> **Problem statement**
For the string "TokenLayout", find every matching line in the records and copy it.

> **Raw data**
◆ ◆ ◆ ◆ ◆ ◆ ◆
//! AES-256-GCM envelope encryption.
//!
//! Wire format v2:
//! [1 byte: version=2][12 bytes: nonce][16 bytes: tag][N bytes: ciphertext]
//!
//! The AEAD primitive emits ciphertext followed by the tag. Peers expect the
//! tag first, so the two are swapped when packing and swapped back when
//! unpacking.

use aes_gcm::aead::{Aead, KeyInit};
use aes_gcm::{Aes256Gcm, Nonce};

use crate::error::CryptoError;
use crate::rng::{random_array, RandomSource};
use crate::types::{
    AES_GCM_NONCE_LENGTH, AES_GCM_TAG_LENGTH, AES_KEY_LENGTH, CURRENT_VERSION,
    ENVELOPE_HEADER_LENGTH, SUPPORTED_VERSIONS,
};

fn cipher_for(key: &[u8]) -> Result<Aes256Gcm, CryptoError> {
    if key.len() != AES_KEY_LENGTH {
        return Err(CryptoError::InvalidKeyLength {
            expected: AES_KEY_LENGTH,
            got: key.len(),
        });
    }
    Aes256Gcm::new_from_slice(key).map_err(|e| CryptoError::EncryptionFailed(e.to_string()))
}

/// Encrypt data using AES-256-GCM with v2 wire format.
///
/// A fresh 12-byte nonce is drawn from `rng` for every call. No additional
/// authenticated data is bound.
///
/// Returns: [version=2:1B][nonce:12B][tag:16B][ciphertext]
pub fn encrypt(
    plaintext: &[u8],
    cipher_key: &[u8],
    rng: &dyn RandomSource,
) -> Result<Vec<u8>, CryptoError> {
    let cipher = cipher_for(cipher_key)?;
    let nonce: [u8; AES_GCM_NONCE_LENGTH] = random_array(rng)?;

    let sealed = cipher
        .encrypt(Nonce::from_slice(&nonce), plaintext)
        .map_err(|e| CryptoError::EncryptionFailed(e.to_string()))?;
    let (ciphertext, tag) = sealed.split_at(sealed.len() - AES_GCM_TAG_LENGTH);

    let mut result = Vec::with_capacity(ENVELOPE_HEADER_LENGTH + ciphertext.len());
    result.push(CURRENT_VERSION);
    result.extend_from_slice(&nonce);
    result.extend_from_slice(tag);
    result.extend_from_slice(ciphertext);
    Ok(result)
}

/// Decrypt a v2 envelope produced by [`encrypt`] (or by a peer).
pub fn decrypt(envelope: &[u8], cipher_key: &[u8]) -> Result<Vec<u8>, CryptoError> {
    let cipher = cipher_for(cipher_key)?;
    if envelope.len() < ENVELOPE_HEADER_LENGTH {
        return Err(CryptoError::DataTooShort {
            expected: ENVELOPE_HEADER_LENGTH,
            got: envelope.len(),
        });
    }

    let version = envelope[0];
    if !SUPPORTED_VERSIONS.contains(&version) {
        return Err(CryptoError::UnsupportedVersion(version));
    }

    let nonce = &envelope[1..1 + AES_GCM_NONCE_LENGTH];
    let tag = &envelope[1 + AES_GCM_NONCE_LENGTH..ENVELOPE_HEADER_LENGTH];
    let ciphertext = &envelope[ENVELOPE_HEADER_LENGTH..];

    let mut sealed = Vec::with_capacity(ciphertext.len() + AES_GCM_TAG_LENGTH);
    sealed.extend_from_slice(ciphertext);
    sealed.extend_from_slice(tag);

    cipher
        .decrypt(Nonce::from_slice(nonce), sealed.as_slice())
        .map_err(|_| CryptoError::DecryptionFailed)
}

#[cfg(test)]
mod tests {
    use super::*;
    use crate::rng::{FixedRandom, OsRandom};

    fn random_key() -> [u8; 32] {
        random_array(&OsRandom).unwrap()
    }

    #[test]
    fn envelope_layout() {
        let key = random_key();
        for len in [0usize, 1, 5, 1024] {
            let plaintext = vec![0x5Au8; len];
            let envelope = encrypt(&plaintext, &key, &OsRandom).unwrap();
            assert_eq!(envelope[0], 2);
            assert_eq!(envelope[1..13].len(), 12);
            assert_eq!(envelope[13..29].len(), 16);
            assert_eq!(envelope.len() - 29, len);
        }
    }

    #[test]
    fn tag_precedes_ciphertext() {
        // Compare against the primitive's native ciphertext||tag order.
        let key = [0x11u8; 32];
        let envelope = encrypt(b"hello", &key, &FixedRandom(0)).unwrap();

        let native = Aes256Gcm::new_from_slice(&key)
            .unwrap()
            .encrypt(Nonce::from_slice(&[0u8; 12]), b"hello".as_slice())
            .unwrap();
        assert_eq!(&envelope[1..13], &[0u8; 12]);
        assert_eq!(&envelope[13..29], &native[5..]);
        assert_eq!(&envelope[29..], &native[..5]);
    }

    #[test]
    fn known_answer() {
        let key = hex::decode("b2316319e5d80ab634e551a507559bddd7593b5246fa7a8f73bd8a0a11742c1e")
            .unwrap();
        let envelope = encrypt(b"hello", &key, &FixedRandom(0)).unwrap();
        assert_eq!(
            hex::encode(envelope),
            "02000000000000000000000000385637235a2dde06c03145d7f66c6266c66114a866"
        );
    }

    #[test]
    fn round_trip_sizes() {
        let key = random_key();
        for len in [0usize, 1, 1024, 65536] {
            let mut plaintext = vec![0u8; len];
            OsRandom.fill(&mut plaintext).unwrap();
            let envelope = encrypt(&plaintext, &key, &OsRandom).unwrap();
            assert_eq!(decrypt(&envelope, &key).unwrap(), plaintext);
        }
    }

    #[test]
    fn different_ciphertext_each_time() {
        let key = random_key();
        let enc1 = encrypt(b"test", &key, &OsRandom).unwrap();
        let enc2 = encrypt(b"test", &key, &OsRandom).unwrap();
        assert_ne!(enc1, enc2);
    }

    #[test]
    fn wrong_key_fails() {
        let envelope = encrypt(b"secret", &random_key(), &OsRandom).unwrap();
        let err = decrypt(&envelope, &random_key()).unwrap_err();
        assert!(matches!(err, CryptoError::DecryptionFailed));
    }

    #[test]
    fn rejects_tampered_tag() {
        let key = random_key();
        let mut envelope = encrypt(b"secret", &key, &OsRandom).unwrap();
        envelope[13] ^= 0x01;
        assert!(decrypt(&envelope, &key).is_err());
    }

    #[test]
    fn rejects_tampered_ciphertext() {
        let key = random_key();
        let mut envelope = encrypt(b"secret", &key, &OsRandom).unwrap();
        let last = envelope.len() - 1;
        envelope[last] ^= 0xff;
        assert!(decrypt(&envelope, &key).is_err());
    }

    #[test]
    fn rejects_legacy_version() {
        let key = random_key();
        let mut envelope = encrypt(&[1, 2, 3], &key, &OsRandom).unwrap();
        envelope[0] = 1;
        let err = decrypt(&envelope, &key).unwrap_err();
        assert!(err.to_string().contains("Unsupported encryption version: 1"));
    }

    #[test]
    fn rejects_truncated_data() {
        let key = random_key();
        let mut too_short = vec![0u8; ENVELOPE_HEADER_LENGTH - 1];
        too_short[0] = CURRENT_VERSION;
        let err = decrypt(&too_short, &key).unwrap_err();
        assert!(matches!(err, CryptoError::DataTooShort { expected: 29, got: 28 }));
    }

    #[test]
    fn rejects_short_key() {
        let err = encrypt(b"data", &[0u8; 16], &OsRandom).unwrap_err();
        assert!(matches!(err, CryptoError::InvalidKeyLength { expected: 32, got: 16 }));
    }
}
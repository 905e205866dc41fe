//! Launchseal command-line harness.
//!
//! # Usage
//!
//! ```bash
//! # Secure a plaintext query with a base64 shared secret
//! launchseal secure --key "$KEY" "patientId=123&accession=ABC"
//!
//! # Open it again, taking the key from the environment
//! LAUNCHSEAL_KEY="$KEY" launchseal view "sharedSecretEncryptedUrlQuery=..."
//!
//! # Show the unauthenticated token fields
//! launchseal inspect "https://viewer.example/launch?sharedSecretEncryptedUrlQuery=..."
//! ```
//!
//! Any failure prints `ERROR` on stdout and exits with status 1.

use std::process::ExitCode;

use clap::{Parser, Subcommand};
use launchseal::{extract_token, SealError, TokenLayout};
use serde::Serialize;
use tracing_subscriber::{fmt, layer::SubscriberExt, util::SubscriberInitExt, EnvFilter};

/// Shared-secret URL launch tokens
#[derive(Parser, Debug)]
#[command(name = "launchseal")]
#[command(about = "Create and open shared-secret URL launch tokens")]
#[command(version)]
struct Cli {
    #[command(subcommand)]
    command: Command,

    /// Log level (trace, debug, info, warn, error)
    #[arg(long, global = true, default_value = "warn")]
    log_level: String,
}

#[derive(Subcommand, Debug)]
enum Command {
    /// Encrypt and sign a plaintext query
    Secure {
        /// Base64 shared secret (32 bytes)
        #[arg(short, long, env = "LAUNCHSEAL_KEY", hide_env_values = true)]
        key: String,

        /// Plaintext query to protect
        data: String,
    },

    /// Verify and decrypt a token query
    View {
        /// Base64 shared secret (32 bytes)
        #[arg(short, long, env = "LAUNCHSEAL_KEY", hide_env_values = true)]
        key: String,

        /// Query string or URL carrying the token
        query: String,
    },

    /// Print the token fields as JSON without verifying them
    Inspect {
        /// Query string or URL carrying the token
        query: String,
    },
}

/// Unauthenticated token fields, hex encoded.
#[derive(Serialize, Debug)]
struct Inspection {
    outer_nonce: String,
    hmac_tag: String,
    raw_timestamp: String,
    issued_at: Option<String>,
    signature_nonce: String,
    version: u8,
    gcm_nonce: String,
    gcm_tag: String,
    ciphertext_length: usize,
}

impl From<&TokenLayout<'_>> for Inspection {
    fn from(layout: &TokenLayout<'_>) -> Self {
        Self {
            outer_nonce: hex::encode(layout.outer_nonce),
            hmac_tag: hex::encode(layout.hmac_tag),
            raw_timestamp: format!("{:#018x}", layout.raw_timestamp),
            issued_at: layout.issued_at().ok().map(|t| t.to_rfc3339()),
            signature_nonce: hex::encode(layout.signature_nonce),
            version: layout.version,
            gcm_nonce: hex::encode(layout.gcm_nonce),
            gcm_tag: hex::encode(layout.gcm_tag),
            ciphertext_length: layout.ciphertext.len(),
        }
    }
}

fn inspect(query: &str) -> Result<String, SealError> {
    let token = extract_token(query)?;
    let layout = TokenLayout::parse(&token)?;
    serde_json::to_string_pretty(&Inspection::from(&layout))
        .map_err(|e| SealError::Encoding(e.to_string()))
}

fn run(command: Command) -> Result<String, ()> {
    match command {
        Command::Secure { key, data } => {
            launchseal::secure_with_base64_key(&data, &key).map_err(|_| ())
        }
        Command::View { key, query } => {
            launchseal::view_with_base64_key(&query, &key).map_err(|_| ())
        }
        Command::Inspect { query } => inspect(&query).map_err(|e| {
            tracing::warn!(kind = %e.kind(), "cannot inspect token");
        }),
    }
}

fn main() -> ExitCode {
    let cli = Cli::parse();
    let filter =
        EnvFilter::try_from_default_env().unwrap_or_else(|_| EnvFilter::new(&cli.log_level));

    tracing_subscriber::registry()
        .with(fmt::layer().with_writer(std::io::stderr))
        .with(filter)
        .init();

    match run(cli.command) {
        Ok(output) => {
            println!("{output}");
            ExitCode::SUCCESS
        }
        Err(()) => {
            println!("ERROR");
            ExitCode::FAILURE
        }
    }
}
◆ ◆ ◆ ◆ ◆ ◆ ◆
> **Output of the task**
use launchseal::{extract_token, SealError, TokenLayout};
impl From<&TokenLayout<'_>> for Inspection {
    fn from(layout: &TokenLayout<'_>) -> Self {
    let layout = TokenLayout::parse(&token)?;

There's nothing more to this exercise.